Water is a great tool for testing movement and realism in your videos: ripples are beautiful, and splashing droplets create diverse and complex visuals.
The prompt was “A photorealistic close-up of a drop of water falling on a still pond, creating ripples.” I used average settings for both motion level and adherence to text.
The resulting video is incredibly mesmerizing and hypnotic, showing the water slowly rippling as the droplets flow and hit the surface, with shadows and light captured to perfection.
4. Flying Hummingbird

Here's our first image-to-video test: We used Leonardo to generate a bright, colorful image of a hummingbird on a flower, and we hope that Assistive Video will animate the bird's wings and movements as it hovers near the flower.
There are no text prompts, as all data about movement is obtained from images. Some models provide a combination of both text and image input to help explain how to interpret the image prompts. This may be provided in a future release, but this is an alpha version of the tool.
The final video captures the beauty of both the hummingbird and the flower generated from the original images, with camera movement and some depth added to the video.
The initial movements of the hummingbird are well captured, but later in the video, the camera runs into the same problem that many AI video tools suffer from: the bird blends into itself instead of moving slowly forward towards the flower.
5. The Aurora in full bloom

For the last two images, we used Leonardo's prompt generator, which lets you provide some general instructions and automatically creates a prompt for you. In this example, it generated an image of a green aurora borealis.
The final image prompt was, “Imagine a serene night sky dotted with twinkling stars and a subtle green aurora, as if nature itself were putting on a magical light show just for you.”

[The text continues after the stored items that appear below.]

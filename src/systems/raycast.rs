use glam::Vec2;
use hecs::World;

use crate::components::{Aabb, Environment, Facing, Static};
use crate::config::SensingTuning;
use crate::engine::sensor::SurfaceSensor;

/// Cast a ray against all `Environment` geometry, returning the nearest hit
/// distance within `max_distance`.
pub fn raycast_environment(
    world: &World,
    origin: Vec2,
    direction: Vec2,
    max_distance: f32,
) -> Option<f32> {
    let dir = direction.normalize_or_zero();
    if dir == Vec2::ZERO {
        return None;
    }
    let mut best: Option<f32> = None;

    for (_, aabb) in world
        .query::<&Aabb>()
        .with::<(&Static, &Environment)>()
        .iter()
    {
        if let Some(t) = ray_aabb_intersection(origin, dir, aabb) {
            if t <= max_distance && best.map_or(true, |b| t < b) {
                best = Some(t);
            }
        }
    }

    best
}

/// Slab test. A ray starting inside the box hits at distance 0.
fn ray_aabb_intersection(origin: Vec2, dir: Vec2, aabb: &Aabb) -> Option<f32> {
    let min = aabb.min();
    let max = aabb.max();
    let mut t_min = 0.0_f32;
    let mut t_max = f32::INFINITY;

    for axis in 0..2 {
        let o = origin[axis];
        let d = dir[axis];
        if d.abs() < f32::EPSILON {
            // Parallel to this slab: either always inside it or never.
            if o < min[axis] || o > max[axis] {
                return None;
            }
            continue;
        }
        let inv = 1.0 / d;
        let t1 = (min[axis] - o) * inv;
        let t2 = (max[axis] - o) * inv;
        t_min = t_min.max(t1.min(t2));
        t_max = t_max.min(t1.max(t2));
        if t_min > t_max {
            return None;
        }
    }

    Some(t_min)
}

/// Ankle and chest ray probes against the level.
///
/// The ankle ray points straight down from just above the body's feet; the
/// chest ray points sideways from just inside the body toward the facing
/// direction.
pub struct WorldProbe<'w> {
    world: &'w World,
    sensing: SensingTuning,
}

impl<'w> WorldProbe<'w> {
    pub fn new(world: &'w World, sensing: &SensingTuning) -> Self {
        Self {
            world,
            sensing: sensing.clone(),
        }
    }
}

impl SurfaceSensor for WorldProbe<'_> {
    fn is_grounded(&self, position: Vec2) -> bool {
        let ankles = position - Vec2::new(0.0, self.sensing.ankles_ray_offset);
        raycast_environment(self.world, ankles, Vec2::NEG_Y, self.sensing.ankles_ray_length)
            .is_some()
    }

    fn wall_gap(&self, position: Vec2, facing: Facing) -> Option<f32> {
        let side = facing.sign();
        let chest = position + Vec2::new(self.sensing.chest_ray_offset * side, 0.0);
        raycast_environment(
            self.world,
            chest,
            Vec2::new(side, 0.0),
            self.sensing.chest_ray_length,
        )
    }
}
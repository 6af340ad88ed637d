use glam::Vec2;

use super::{AirControl, AirborneAction, AirborneKind};
use crate::components::PhysicsBody;
use crate::engine::input::{Button, InputFrame};

/// One aimed mid-air jump per Airborne occupancy.
///
/// While the jump is still available it tracks a guide segment from the body
/// to the aim point. Holding fire pushes the body once along the normalized
/// aim direction and spends the jump until the next occupancy.
#[derive(Debug, Clone, PartialEq)]
pub struct JumpToMouse {
    force: f32,
    available: bool,
    guide: Option<(Vec2, Vec2)>,
}

impl JumpToMouse {
    pub fn new(force: f32) -> Self {
        Self {
            force,
            available: true,
            guide: None,
        }
    }

    pub fn is_available(&self) -> bool {
        self.available
    }

    /// Body-to-aim segment for drawing a guide line, while the jump is
    /// available.
    pub fn guide(&self) -> Option<(Vec2, Vec2)> {
        self.guide
    }
}

impl AirborneAction for JumpToMouse {
    fn kind(&self) -> AirborneKind {
        AirborneKind::JumpToMouse
    }

    fn perform(&mut self, body: &mut dyn PhysicsBody, input: &InputFrame, _air: &mut AirControl) {
        if !self.available {
            return;
        }

        let origin = body.position();
        self.guide = Some((origin, input.aim));

        // Aim on top of the body has no direction; keep the jump for later.
        let direction = (input.aim - origin).normalize_or_zero();
        if direction == Vec2::ZERO {
            return;
        }

        if input.held.contains(&Button::Fire) {
            body.apply_force(direction * self.force);
            self.available = false;
            self.guide = None;
            tracing::debug!(?direction, force = self.force, "aimed jump");
        }
    }

    fn reset(&mut self, _body: &mut dyn PhysicsBody, _air: &mut AirControl) {
        self.available = true;
        self.guide = None;
    }
}

#[cfg(test)]
mod tests {
    use super::*;
    use crate::components::Body2D;
    use approx::assert_relative_eq;

    fn fire_at(aim: Vec2) -> InputFrame {
        InputFrame::default().holding(Button::Fire).aiming_at(aim)
    }

    #[test]
    fn fires_once_along_normalized_aim() {
        let mut body = Body2D::new(Vec2::new(1.0, 1.0));
        let mut air = AirControl::new(10.0);
        let mut jump = JumpToMouse::new(500.0);

        jump.perform(&mut body, &fire_at(Vec2::new(4.0, 5.0)), &mut air);
        let force = body.pending_force();
        assert_relative_eq!(force.x, 300.0, epsilon = 1e-3);
        assert_relative_eq!(force.y, 400.0, epsilon = 1e-3);
        assert!(!jump.is_available());

        jump.perform(&mut body, &fire_at(Vec2::new(4.0, 5.0)), &mut air);
        assert_eq!(body.pending_force(), force);
    }

    #[test]
    fn reset_rearms() {
        let mut body = Body2D::new(Vec2::ZERO);
        let mut air = AirControl::new(10.0);
        let mut jump = JumpToMouse::new(500.0);

        jump.perform(&mut body, &fire_at(Vec2::X), &mut air);
        jump.reset(&mut body, &mut air);
        assert!(jump.is_available());

        jump.perform(&mut body, &fire_at(Vec2::X), &mut air);
        assert_relative_eq!(body.pending_force().x, 1000.0);
    }

    #[test]
    fn tracks_guide_without_firing() {
        let mut body = Body2D::new(Vec2::ZERO);
        let mut air = AirControl::new(10.0);
        let mut jump = JumpToMouse::new(500.0);
        let aim = Vec2::new(-2.0, 3.0);

        jump.perform(&mut body, &InputFrame::default().aiming_at(aim), &mut air);
        assert_eq!(jump.guide(), Some((Vec2::ZERO, aim)));
        assert_eq!(body.pending_force(), Vec2::ZERO);
        assert!(jump.is_available());
    }

    #[test]
    fn degenerate_aim_keeps_the_jump() {
        let mut body = Body2D::new(Vec2::new(2.0, 2.0));
        let mut air = AirControl::new(10.0);
        let mut jump = JumpToMouse::new(500.0);

        jump.perform(&mut body, &fire_at(Vec2::new(2.0, 2.0)), &mut air);
        assert!(jump.is_available());
        assert_eq!(body.pending_force(), Vec2::ZERO);
    }
}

The image was of a beautiful frozen Arctic lake with a fantastic view of the Milky Way galaxy and a pale green glow surrounding the hills beyond the lake.
This result may be my favorite from this test, as it enhances the already incredible visuals of the original image, adding a layer of realism and creating an aurora like cloud and light show in the sky.
Final thoughts on Assistive Video
Overall, Assistive Video is a useful addition to Generative Video Rank. Like the other videos, it suffers from many of the issues, especially with regards to human motion, but it does bring an interesting level of photorealism to the output.